Check every line below for the word "secret" and show those that hold it.

____________________

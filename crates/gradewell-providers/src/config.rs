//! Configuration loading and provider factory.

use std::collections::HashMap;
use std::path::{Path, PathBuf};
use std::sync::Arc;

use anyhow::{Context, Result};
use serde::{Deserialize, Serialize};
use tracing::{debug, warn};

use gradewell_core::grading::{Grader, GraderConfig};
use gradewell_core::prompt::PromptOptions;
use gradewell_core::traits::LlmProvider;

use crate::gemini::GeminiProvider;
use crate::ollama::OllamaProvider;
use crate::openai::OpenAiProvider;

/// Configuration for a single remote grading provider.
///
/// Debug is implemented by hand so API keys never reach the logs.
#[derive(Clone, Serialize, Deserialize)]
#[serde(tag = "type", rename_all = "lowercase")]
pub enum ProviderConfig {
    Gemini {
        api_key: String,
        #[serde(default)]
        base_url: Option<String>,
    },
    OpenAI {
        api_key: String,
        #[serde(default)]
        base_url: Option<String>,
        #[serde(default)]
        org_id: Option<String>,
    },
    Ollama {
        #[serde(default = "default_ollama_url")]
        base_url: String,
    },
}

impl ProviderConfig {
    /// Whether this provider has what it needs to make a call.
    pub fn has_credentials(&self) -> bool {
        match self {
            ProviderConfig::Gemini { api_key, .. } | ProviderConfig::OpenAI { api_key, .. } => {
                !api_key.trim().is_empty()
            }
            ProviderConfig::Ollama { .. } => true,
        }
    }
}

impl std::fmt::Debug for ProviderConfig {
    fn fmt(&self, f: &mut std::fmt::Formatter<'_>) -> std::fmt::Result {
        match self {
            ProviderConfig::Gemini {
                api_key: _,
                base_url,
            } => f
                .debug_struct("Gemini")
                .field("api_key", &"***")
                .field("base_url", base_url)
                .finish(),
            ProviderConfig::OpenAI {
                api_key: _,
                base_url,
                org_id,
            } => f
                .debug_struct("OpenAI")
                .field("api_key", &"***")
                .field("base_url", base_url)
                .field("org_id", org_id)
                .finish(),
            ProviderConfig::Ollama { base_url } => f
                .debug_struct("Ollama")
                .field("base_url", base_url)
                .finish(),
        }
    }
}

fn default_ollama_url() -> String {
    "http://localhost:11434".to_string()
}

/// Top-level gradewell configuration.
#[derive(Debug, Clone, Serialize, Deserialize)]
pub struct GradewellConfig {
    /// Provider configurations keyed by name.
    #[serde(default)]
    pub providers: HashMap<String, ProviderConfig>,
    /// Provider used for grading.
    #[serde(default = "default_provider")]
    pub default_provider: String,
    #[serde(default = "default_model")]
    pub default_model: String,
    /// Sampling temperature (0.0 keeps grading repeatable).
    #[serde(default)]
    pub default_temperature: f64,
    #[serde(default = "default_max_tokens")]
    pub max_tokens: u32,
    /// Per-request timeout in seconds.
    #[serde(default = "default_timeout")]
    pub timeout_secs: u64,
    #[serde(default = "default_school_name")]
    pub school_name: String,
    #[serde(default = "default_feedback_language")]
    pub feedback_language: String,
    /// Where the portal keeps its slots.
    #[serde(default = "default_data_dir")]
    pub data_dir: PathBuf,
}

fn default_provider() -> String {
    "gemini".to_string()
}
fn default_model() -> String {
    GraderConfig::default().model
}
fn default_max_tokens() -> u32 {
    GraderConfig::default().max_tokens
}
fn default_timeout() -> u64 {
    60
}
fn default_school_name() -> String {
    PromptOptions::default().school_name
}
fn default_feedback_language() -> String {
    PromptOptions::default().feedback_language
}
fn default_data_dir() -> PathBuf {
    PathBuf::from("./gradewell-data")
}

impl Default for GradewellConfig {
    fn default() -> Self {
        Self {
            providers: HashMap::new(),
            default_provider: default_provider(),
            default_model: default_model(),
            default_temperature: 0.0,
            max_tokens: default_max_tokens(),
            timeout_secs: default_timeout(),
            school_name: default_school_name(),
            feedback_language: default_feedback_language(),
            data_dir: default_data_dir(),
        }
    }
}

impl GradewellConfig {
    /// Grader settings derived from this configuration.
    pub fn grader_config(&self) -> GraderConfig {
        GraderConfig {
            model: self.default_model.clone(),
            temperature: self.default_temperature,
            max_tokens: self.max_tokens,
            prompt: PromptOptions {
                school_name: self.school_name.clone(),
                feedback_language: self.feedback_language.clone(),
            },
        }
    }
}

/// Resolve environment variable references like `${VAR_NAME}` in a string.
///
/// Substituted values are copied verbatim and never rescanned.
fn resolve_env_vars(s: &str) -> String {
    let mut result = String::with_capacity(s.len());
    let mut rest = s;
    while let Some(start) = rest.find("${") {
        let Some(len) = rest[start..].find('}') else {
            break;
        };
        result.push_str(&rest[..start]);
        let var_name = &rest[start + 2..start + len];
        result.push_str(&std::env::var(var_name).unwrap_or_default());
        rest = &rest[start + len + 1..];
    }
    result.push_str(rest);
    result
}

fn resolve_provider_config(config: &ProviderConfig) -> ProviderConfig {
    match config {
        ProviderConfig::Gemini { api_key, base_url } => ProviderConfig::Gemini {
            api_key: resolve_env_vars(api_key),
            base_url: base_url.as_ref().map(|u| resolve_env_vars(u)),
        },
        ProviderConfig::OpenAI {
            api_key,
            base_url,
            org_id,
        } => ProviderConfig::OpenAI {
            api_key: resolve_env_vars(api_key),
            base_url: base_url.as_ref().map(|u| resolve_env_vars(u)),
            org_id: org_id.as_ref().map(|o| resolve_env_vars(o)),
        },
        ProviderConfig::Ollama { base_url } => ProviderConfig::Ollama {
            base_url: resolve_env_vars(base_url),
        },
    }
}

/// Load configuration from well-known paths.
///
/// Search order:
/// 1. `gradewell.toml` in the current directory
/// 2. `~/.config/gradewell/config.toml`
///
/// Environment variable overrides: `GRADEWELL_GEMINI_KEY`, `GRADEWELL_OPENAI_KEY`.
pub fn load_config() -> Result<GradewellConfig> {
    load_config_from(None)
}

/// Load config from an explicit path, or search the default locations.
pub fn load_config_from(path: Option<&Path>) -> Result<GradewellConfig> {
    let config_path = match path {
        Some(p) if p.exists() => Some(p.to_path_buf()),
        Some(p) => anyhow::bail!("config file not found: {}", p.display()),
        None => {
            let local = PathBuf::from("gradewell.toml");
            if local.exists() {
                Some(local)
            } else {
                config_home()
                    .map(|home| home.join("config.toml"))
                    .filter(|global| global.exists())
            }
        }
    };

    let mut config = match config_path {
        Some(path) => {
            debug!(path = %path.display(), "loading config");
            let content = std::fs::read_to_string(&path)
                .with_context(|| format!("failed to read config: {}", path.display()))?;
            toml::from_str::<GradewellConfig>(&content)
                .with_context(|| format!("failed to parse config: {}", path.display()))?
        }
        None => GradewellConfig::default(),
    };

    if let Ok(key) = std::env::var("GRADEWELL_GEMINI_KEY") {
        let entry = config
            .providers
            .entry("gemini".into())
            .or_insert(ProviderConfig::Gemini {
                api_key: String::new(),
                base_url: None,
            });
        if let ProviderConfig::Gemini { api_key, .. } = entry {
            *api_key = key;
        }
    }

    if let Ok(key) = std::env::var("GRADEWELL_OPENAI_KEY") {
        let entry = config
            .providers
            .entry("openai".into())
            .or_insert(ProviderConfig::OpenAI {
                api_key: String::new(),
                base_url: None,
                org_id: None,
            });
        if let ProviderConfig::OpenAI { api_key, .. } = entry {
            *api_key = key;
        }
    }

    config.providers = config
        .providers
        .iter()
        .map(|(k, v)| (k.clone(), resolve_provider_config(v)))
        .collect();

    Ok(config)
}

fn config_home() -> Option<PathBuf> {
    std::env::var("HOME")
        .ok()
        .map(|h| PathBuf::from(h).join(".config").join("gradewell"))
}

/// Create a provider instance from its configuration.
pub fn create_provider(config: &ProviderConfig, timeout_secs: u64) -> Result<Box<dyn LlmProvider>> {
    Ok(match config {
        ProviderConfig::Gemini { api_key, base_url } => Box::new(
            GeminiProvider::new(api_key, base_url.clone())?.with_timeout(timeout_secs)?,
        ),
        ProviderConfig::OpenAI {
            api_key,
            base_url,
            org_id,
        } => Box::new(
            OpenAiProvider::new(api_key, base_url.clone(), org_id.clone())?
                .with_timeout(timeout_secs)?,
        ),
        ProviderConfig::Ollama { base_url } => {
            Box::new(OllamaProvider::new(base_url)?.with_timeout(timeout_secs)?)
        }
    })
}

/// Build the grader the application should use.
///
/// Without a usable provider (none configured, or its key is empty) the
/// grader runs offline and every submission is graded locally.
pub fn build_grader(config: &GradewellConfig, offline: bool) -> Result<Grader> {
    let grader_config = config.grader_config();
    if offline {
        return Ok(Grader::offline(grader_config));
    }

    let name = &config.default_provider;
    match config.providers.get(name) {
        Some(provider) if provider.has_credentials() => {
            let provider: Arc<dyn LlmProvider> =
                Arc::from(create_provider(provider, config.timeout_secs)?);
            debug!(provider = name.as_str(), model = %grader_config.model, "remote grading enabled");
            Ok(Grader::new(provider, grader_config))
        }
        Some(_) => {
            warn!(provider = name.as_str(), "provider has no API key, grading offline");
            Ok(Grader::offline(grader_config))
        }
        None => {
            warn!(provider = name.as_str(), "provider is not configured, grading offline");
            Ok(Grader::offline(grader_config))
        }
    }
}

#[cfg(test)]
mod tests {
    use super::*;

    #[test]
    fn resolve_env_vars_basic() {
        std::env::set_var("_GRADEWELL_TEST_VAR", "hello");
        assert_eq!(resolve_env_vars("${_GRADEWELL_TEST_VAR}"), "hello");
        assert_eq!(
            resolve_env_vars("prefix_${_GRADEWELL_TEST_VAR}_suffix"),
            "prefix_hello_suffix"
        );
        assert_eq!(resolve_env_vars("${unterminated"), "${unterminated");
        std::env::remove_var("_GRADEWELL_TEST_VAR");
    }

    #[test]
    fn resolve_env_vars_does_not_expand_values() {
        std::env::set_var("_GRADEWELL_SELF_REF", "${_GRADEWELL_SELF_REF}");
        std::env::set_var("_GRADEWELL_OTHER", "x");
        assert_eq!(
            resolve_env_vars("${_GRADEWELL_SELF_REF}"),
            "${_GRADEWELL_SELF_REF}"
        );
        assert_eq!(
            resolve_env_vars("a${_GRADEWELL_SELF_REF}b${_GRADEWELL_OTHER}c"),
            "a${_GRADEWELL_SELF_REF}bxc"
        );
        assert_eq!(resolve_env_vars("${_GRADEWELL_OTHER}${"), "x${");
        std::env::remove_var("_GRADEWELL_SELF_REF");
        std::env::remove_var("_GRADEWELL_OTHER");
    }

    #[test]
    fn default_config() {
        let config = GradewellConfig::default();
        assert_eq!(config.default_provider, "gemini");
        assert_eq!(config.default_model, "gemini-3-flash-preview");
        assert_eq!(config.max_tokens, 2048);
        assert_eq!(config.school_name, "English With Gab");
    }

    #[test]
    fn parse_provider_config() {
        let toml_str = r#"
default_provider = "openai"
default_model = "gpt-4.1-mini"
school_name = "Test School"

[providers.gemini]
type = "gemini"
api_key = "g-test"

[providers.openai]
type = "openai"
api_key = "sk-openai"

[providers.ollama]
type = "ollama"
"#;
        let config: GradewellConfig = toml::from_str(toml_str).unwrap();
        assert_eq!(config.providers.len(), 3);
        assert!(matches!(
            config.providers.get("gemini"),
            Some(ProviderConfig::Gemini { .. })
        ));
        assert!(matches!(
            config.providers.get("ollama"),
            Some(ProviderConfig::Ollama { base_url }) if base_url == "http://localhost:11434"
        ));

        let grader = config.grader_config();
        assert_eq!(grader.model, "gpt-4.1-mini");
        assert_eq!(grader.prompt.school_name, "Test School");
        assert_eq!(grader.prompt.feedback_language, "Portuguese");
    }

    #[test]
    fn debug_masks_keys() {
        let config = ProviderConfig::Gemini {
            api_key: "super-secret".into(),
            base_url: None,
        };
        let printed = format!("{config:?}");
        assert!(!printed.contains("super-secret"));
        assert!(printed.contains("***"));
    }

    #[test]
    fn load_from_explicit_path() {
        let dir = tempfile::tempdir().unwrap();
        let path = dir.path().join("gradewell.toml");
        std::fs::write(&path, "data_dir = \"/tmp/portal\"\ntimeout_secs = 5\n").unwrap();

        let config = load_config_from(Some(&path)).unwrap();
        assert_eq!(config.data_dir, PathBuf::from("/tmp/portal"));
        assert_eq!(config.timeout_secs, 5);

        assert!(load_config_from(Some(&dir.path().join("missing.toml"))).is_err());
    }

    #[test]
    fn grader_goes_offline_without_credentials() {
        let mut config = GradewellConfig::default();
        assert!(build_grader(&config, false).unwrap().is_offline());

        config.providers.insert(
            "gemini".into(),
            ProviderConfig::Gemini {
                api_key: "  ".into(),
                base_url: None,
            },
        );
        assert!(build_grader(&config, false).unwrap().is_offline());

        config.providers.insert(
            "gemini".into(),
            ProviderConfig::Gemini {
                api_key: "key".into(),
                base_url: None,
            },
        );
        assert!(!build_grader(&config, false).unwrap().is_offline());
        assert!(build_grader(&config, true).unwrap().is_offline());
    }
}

____________________

- [Exercise output]:
            api_key: "super-secret".into(),
        assert!(!printed.contains("super-secret"));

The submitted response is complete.